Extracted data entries
impl EventLog for SqliteEventLog {
    fn fetch_statistics(&self, shard: &ShardName) -> BoxFuture<'_, RawStatistics> {
        let name = shard.identity();
        Box::pin(async move {
            let pool = &self.pool;
            let sql = format!(
                r#"
                SELECT
                    COALESCE((SELECT value FROM event_sequence WHERE id = 1), 0),
                    COALESCE((SELECT last_seq_id FROM event_progression WHERE name = ?1), 0),
                    (SELECT last_updated FROM event_progression WHERE name = ?1),
                    {}
                "#,
                DB_NOW_MS
            );
            let (highest, last_mark, last_updated, now_ms): (i64, i64, Option<i64>, i64) =
                execute_with_retry("fetch_statistics", || async {
                    sqlx::query_as(&sql).bind(&name).fetch_one(pool).await
                })
                .await?;

            Ok(RawStatistics {
                highest_sequence: highest,
                last_mark,
                last_updated: last_updated.map(from_millis),
                timestamp: from_millis(now_ms),
            })
        })
    }

    fn highest_assigned_position(&self) -> BoxFuture<'_, SequencePosition> {
        Box::pin(async move {
            let pool = &self.pool;
            let value: Option<i64> = execute_with_retry("highest_assigned_position", || async {
                sqlx::query_scalar("SELECT value FROM event_sequence WHERE id = 1")
                    .fetch_optional(pool)
                    .await
            })
            .await?;
            Ok(value.unwrap_or(0))
        })
    }

    fn last_persisted_mark(
        &self,
        shard: &ShardName,
    ) -> BoxFuture<'_, (SequencePosition, Option<DateTime<Utc>>)> {
        let name = shard.identity();
        Box::pin(async move {
            let pool = &self.pool;
            let row: Option<(i64, Option<i64>)> =
                execute_with_retry("last_persisted_mark", || async {
                    sqlx::query_as(
                        "SELECT last_seq_id, last_updated FROM event_progression WHERE name = ?",
                    )
                    .bind(&name)
                    .fetch_optional(pool)
                    .await
                })
                .await?;
            Ok(match row {
                Some((mark, updated)) => (mark, updated.map(from_millis)),
                None => (0, None),
            })
        })
    }

    fn find_first_gap_at_or_after(
        &self,
        start: SequencePosition,
    ) -> BoxFuture<'_, Option<SequencePosition>> {
        Box::pin(async move {
            let pool = &self.pool;
            let gap: Option<i64> = execute_with_retry("find_first_gap", || async {
                sqlx::query_scalar(
                    r#"
                    SELECT seq_id FROM (
                        SELECT seq_id, LEAD(seq_id) OVER (ORDER BY seq_id) AS next_seq_id
                        FROM events
                        WHERE seq_id >= ?
                    )
                    WHERE next_seq_id - seq_id > 1
                    ORDER BY seq_id
                    LIMIT 1
                    "#,
                )
                .bind(start)
                .fetch_optional(pool)
                .await
            })
            .await?;
            Ok(gap)
        })
    }

    fn find_max_committed_at_or_after(
        &self,
        start: SequencePosition,
    ) -> BoxFuture<'_, Option<SequencePosition>> {
        Box::pin(async move {
            let pool = &self.pool;
            let max: Option<i64> = execute_with_retry("find_max_committed", || async {
                sqlx::query_scalar("SELECT MAX(seq_id) FROM events WHERE seq_id >= ?")
                    .bind(start)
                    .fetch_one(pool)
                    .await
            })
            .await?;
            Ok(max)
        })
    }

    fn find_earliest_committed_at_or_after(
        &self,
        timestamp: DateTime<Utc>,
    ) -> BoxFuture<'_, Option<SequencePosition>> {
        let ts = timestamp.timestamp_millis();
        Box::pin(async move {
            let pool = &self.pool;
            let min: Option<i64> = execute_with_retry("find_earliest_committed", || async {
                sqlx::query_scalar("SELECT MIN(seq_id) FROM events WHERE timestamp >= ?")
                    .bind(ts)
                    .fetch_one(pool)
                    .await
            })
            .await?;
            Ok(min)
        })
    }

    fn persist_mark(
        &self,
        shard: &ShardName,
        position: SequencePosition,
    ) -> BoxFuture<'_, Option<DateTime<Utc>>> {
        let name = shard.identity();
        Box::pin(async move {
            let pool = &self.pool;
            let sql = format!(
                r#"
                INSERT INTO event_progression (name, last_seq_id, last_updated)
                VALUES (?, ?, {})
                ON CONFLICT(name) DO UPDATE SET
                    last_seq_id = excluded.last_seq_id,
                    last_updated = excluded.last_updated
                RETURNING last_updated
                "#,
                DB_NOW_MS
            );
            let updated: Option<i64> = execute_with_retry("persist_mark", || async {
                sqlx::query_scalar(&sql)
                    .bind(&name)
                    .bind(position)
                    .fetch_one(pool)
                    .await
            })
            .await?;
            debug!(shard = %name, position, "Persisted mark");
            Ok(updated.map(from_millis))
        })
    }

    fn all_progress(&self) -> BoxFuture<'_, Vec<ShardProgress>> {
        Box::pin(async move {
            let pool = &self.pool;
            let rows: Vec<(String, i64, Option<i64>)> =
                execute_with_retry("all_progress", || async {
                    sqlx::query_as(
                        "SELECT name, last_seq_id, last_updated FROM event_progression ORDER BY name",
                    )
                    .fetch_all(pool)
                    .await
                })
                .await?;
            Ok(rows
                .into_iter()
                .map(|(shard, sequence, updated)| ShardProgress {
                    shard,
                    sequence,
                    last_updated: updated.map(from_millis),
                })
                .collect())
        })
    }

    fn fetch_events(
        &self,
        after: SequencePosition,
        up_to: SequencePosition,
        limit: usize,
    ) -> BoxFuture<'_, Vec<EventRecord>> {
        let limit = i64::try_from(limit).unwrap_or(i64::MAX);
        Box::pin(async move {
            let pool = &self.pool;
            let rows: Vec<(i64, String, Vec<u8>, i64)> =
                execute_with_retry("fetch_events", || async {
                    sqlx::query_as(
                        r#"
                        SELECT seq_id, event_type, data, timestamp
                        FROM events
                        WHERE seq_id > ? AND seq_id <= ? AND tombstone = 0
                        ORDER BY seq_id
                        LIMIT ?
                        "#,
                    )
                    .bind(after)
                    .bind(up_to)
                    .bind(limit)
                    .fetch_all(pool)
                    .await
                })
                .await?;
            Ok(rows
                .into_iter()
                .map(|(sequence, event_type, data, ts)| EventRecord {
                    sequence,
                    event_type,
                    data,
                    timestamp: from_millis(ts),
                })
                .collect())
        })
    }

    fn close(&self) -> Pin<Box<dyn Future<Output = ()> + Send + '_>> {
        Box::pin(async move {
            if let Err(e) = self.checkpoint().await {
                warn!(error = %e, "Failed to checkpoint WAL on close");
            }
            self.pool.close().await;
            info!("Event log closed");
        })
    }
}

[EXERCISE DIRECTIONS] Of the lines above, show those in which "rows" appears.

[RESULT FOR THIS TASK]
            let rows: Vec<(String, i64, Option<i64>)> =
            Ok(rows
            let rows: Vec<(i64, String, Vec<u8>, i64)> =
            Ok(rows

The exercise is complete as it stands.